Netanyahu describes Hamas atrocities in Israel
Israeli Prime Minister Benjamin Netanyahu vowed that Israel would “crush and destroy” Hamas. | Abir Sultan/Pool Photo via AP
JERUSALEM — Israeli Prime Minister Benjamin Netanyahu said Wednesday that Hamas beheaded soldiers and raped women in their attack on Israel, and he vowed that Israel would “crush and destroy” the militant group.
Speaking in a late-night televised address as Israeli planes pounded Gaza, Netanyahu said every Hamas member was a “dead man.”
“We will crush and destroy it,” he said of Hamas.
He said boys and girls were shot in the head by the invaders, and that people had been burned alive.
At least 1,200 Israelis were killed in the attack, which set off fierce Israeli response in the Gaza Strip that has left more than a thousand dead. An estimated 150 people, including children and senior citizens, are being held captive in Gaza by Hamas.
Netanyahu was speaking after forming a war-time Cabinet that included his top political rival, Benny Gantz, a former defense minister. The new Cabinet establishes a degree of unity after years of bitterly divisive politics, and as the Israeli military appears increasingly likely to launch a ground offensive into Gaza.
Still, Israel’s political divisions remain. The country’s chief opposition leader, Yair Lapid, was invited to join the Cabinet but did not immediately respond to the offer. It appeared that the rest of Netanyahu’s existing government partners, a collection of far-right and ultra-Orthodox parties, would remain in place to handle non-war issues.
Israel’s increasingly destructive airstrikes in Gaza have flattened entire city blocks and left unknown numbers of bodies beneath debris. A ground offensive in Gaza, whose 2.3 million residents are densely packed into a tiny, coastal strip, would likely result in a surge of casualties for fighters on both sides.
Hamas launched a fresh barrage of rockets into Israel Wednesday aimed at the southern town of Ashkelon.
Some 250,000 people have fled their homes in Gaza, most crowding into U.N. schools. Others sought the shrinking number of safe neighborhoods in the strip of land only 40 kilometers (25 miles) long, wedged among Israel, Egypt and the Mediterranean Sea.
After nightfall, Palestinians were plunged into pitch blackness in large parts of Gaza City and elsewhere after the territory’s only power station ran out of fuel and shut down Wednesday. Only a few lights from private generators still glowed.
Israel on Sunday halted the entry of food, water, fuel and medicine into the territory. The sole remaining crossing from Egypt was shut down Tuesday after airstrikes hit nearby.
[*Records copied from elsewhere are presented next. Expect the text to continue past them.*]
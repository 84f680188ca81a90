//! Startup settle debounce.
//!
//! Every notification re-arms a deferred timer on the run loop. The watcher
//! counts as settled once a full window passes with no new notification.

use std::sync::atomic::{AtomicU64, Ordering};
use std::sync::Arc;
use std::time::{Duration, Instant};

use parking_lot::{Condvar, Mutex};
use tokio::runtime::Handle;
use tracing::trace;

pub struct SettleTimer {
    window: Duration,
    generation: AtomicU64,
    settled: Mutex<bool>,
    cond: Condvar,
}

impl SettleTimer {
    pub fn new(window: Duration) -> Self {
        Self {
            window,
            generation: AtomicU64::new(0),
            settled: Mutex::new(false),
            cond: Condvar::new(),
        }
    }

    /// Restarts the window. A timer armed earlier no longer counts.
    pub fn rearm(self: &Arc<Self>, background: &Handle) {
        let generation = self.generation.fetch_add(1, Ordering::SeqCst) + 1;
        let timer = Arc::clone(self);

        background.spawn(async move {
            tokio::time::sleep(timer.window).await;
            if timer.generation.load(Ordering::SeqCst) == generation {
                timer.mark_settled();
            }
        });
    }

    fn mark_settled(&self) {
        let mut settled = self.settled.lock();
        if !*settled {
            *settled = true;
            trace!("Device watcher settled");
        }
        self.cond.notify_all();
    }

    pub fn is_settled(&self) -> bool {
        *self.settled.lock()
    }

    /// Blocks the calling thread until settled or `timeout` passes.
    /// Returns whether the watcher settled.
    pub fn wait(&self, timeout: Duration) -> bool {
        let deadline = Instant::now() + timeout;
        let mut settled = self.settled.lock();
        while !*settled {
            if self.cond.wait_until(&mut settled, deadline).timed_out() {
                break;
            }
        }
        *settled
    }
}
The Gaza Strip’s biggest hospital, Al-Shifa, only has enough fuel to keep power on for three days, said Matthias Kannes, a Gaza-based official for Doctors Without Borders. The group said the two hospitals it runs in Gaza were running out of surgical equipment, antibiotics, fuel and other supplies. “We consumed three weeks worth of emergency stock in three days,” Kannes said.
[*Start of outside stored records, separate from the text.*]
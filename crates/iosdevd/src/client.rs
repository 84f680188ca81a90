//! Client side of the daemon socket.
//!
//! `DaemonClient` handles:
//! - Connection to the daemon with exponential backoff
//! - The protocol handshake
//! - Request/reply exchanges, keeping events that arrive in between for
//!   later `recv` calls
//!
//! **Panic-Free Policy:** No `.unwrap()`, `.expect()`, `panic!()`,
//! `unreachable!()`, or `todo!()`.

use std::collections::VecDeque;
use std::path::PathBuf;
use std::time::Duration;

use thiserror::Error;
use tokio::io::{AsyncBufReadExt, AsyncWriteExt, BufReader};
use tokio::net::unix::{OwnedReadHalf, OwnedWriteHalf};
use tokio::net::UnixStream;
use tokio::time::sleep;
use tracing::{debug, info};

use iosdev_protocol::{ClientMessage, DaemonMessage, ProtocolVersion};

use crate::config::DEFAULT_SOCKET_PATH;

// ============================================================================
// Configuration
// ============================================================================

#[derive(Debug, Clone)]
pub struct ClientConfig {
    pub socket_path: PathBuf,

    /// Optional client name sent in the handshake.
    pub client_id: Option<String>,

    /// Connection attempts before giving up (at least one is made).
    pub max_attempts: u32,

    pub retry_initial_delay: Duration,

    pub retry_max_delay: Duration,

    /// Multiplier for exponential backoff (2.0 doubles the delay each retry).
    pub retry_multiplier: f64,
}

impl Default for ClientConfig {
    fn default() -> Self {
        Self {
            socket_path: PathBuf::from(DEFAULT_SOCKET_PATH),
            client_id: None,
            max_attempts: 1,
            retry_initial_delay: Duration::from_millis(100),
            retry_max_delay: Duration::from_secs(5),
            retry_multiplier: 2.0,
        }
    }
}

#[derive(Error, Debug)]
pub enum ClientError {
    #[error("Failed to connect to daemon at {path}: {error}")]
    Connect { path: PathBuf, error: String },

    #[error("I/O error: {0}")]
    Io(#[from] std::io::Error),

    #[error("Invalid message from daemon: {0}")]
    Json(#[from] serde_json::Error),

    #[error("Daemon rejected connection: {reason}")]
    Rejected { reason: String },

    #[error("Protocol version mismatch: client {client}, daemon {daemon}")]
    VersionMismatch {
        client: ProtocolVersion,
        daemon: ProtocolVersion,
    },

    #[error("Protocol error: {0}")]
    Protocol(String),

    #[error("{message}")]
    Daemon {
        message: String,
        code: Option<String>,
    },

    #[error("Daemon closed the connection")]
    Closed,
}

// ============================================================================
// Daemon Client
// ============================================================================

/// An established, handshaken connection to the daemon.
pub struct DaemonClient {
    reader: BufReader<OwnedReadHalf>,
    writer: OwnedWriteHalf,
    client_id: String,
    /// Events read while waiting for a reply.
    pending: VecDeque<DaemonMessage>,
}

impl DaemonClient {
    /// Connects and performs the handshake.
    pub async fn connect(config: &ClientConfig) -> Result<Self, ClientError> {
        let stream = connect_with_retry(config).await?;
        let (reader, writer) = stream.into_split();
        let mut client = Self {
            reader: BufReader::new(reader),
            writer,
            client_id: String::new(),
            pending: VecDeque::new(),
        };

        client
            .send(&ClientMessage::connect(config.client_id.clone()))
            .await?;

        match client.read().await? {
            DaemonMessage::Connected {
                protocol_version,
                client_id,
            } => {
                if !ProtocolVersion::CURRENT.is_compatible_with(&protocol_version) {
                    return Err(ClientError::VersionMismatch {
                        client: ProtocolVersion::CURRENT,
                        daemon: protocol_version,
                    });
                }
                info!(client_id = %client_id, protocol_version = %protocol_version, "Handshake complete");
                client.client_id = client_id;
                Ok(client)
            }
            DaemonMessage::Rejected { reason, .. } => Err(ClientError::Rejected { reason }),
            other => Err(ClientError::Protocol(format!(
                "Unexpected response to connect: {other:?}"
            ))),
        }
    }

    pub fn client_id(&self) -> &str {
        &self.client_id
    }

    pub async fn send(&mut self, message: &ClientMessage) -> Result<(), ClientError> {
        let json = serde_json::to_string(message)?;
        self.writer.write_all(json.as_bytes()).await?;
        self.writer.write_all(b"\n").await?;
        self.writer.flush().await?;
        debug!(message_type = ?message.message, "Sent message to daemon");
        Ok(())
    }

    async fn read(&mut self) -> Result<DaemonMessage, ClientError> {
        let mut line = String::new();
        if self.reader.read_line(&mut line).await? == 0 {
            return Err(ClientError::Closed);
        }
        Ok(serde_json::from_str(line.trim())?)
    }

    /// Next message from the daemon, events first. `None` once it hung up.
    pub async fn recv(&mut self) -> Result<Option<DaemonMessage>, ClientError> {
        if let Some(message) = self.pending.pop_front() {
            return Ok(Some(message));
        }
        match self.read().await {
            Ok(message) => Ok(Some(message)),
            Err(ClientError::Closed) => Ok(None),
            Err(e) => Err(e),
        }
    }

    /// Sends a request and waits for its reply.
    ///
    /// Events that arrive first are kept for `recv`. An `error` reply is
    /// returned as [`ClientError::Daemon`].
    pub async fn request(&mut self, message: &ClientMessage) -> Result<DaemonMessage, ClientError> {
        self.send(message).await?;
        loop {
            let reply = self.read().await?;
            match reply {
                DaemonMessage::DevicesChanged { .. }
                | DaemonMessage::RelayData { .. }
                | DaemonMessage::RelayEnd { .. } => self.pending.push_back(reply),
                DaemonMessage::Error { message, code } => {
                    return Err(ClientError::Daemon { message, code })
                }
                other => return Ok(other),
            }
        }
    }

    /// Sends a request whose only successful reply is `ok`.
    pub async fn expect_ok(&mut self, message: &ClientMessage) -> Result<(), ClientError> {
        match self.request(message).await? {
            DaemonMessage::Ok => Ok(()),
            other => Err(ClientError::Protocol(format!("Expected ok, got {other:?}"))),
        }
    }

    /// Says goodbye. The daemon releases this client's subscriptions.
    pub async fn disconnect(mut self) -> Result<(), ClientError> {
        self.send(&ClientMessage::disconnect()).await?;
        self.writer.shutdown().await?;
        Ok(())
    }
}

/// Attempts to connect with exponential backoff, up to `max_attempts`.
async fn connect_with_retry(config: &ClientConfig) -> Result<UnixStream, ClientError> {
    let mut delay = config.retry_initial_delay;
    let mut attempt = 0u32;

    loop {
        attempt = attempt.saturating_add(1);
        debug!(attempt, socket_path = %config.socket_path.display(), "Attempting to connect to daemon");

        match UnixStream::connect(&config.socket_path).await {
            Ok(stream) => return Ok(stream),
            Err(e) if attempt >= config.max_attempts.max(1) => {
                return Err(ClientError::Connect {
                    path: config.socket_path.clone(),
                    error: e.to_string(),
                });
            }
            Err(e) => {
                debug!(attempt, error = %e, "Connection attempt failed");
            }
        }

        sleep(delay).await;
        let next_delay_ms = (delay.as_millis() as f64 * config.retry_multiplier) as u64;
        delay = Duration::from_millis(next_delay_ms).min(config.retry_max_delay);
    }
}
// ============================================================================
// Simulated Device
// ============================================================================

#[derive(Debug, Default)]
struct SimDeviceState {
    connected: bool,
    session_active: bool,
    paired: bool,
    connect_calls: u32,
    installed: Vec<PathBuf>,
}

/// One transport of a simulated device.
pub struct SimDevice {
    udid: DeviceId,
    transport: TransportKind,
    connection_id: u32,
    spec: SimDeviceSpec,
    state: Mutex<SimDeviceState>,
    backend: Weak<SimInner>,
}

impl SimDevice {
    fn fail(code: Option<i32>) -> NativeResult<()> {
        match code {
            Some(code) => Err(NativeCode(code)),
            None => Ok(()),
        }
    }

    pub fn is_connected(&self) -> bool {
        self.state.lock().connected
    }

    pub fn is_session_active(&self) -> bool {
        self.state.lock().session_active
    }

    /// Number of times the library connection was opened.
    pub fn connect_calls(&self) -> u32 {
        self.state.lock().connect_calls
    }

    pub fn installed(&self) -> Vec<PathBuf> {
        self.state.lock().installed.clone()
    }

    fn socket(&self, endpoint: SimEndpoint) -> NativeResult<DeviceSocket> {
        let backend = self.backend.upgrade().ok_or(NativeCode::SYSCALL)?;
        backend.open_socket(&self.spec, endpoint)
    }
}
Ghassan Abu Sitta, a reconstructive surgeon at al-Shifa said he had 50 patients waiting to go to the operating room as more critical wounded are treated. “We’re already beyond the capacity of the system to cope,” he said. The health system “has the rest of the week before it collapses, not just because of the diesel. All supplies are running short.”
The Palestinian Red Crescent said other hospitals’ generators will run out in five days. Residential buildings, unable to store as much diesel, likely will go dark sooner.
Egypt and international groups have been calling for humanitarian corridors to get aid into Gaza. Convoys stood loaded with fuel and food Wednesday on the Egyptian side of the Rafah crossing, but were unable to enter Gaza, an Egyptian security official said, speaking on condition of anonymity because he was not authorized to talk to the press.
Earlier in the day, President Joe Biden said that he and Vice President Kamala Harris spoke by phone on Wednesday with Netanyahu.
Biden sought to connect the weekend attacks by Hamas to decades of antisemitism and violence endured by Jews around the world.
“This attack has brought to the surface the painful memories and scars left by a millennium antisemitism and genocide against the Jewish people. And this moment we have to be crystal clear: There is no justification for terrorism, no excuse and the type of terrorism that was exhibited here is just beyond the pale. Beyond the pale,” he said.
It was at least the fourth call between Biden and Netanyahu since Saturday’s attack.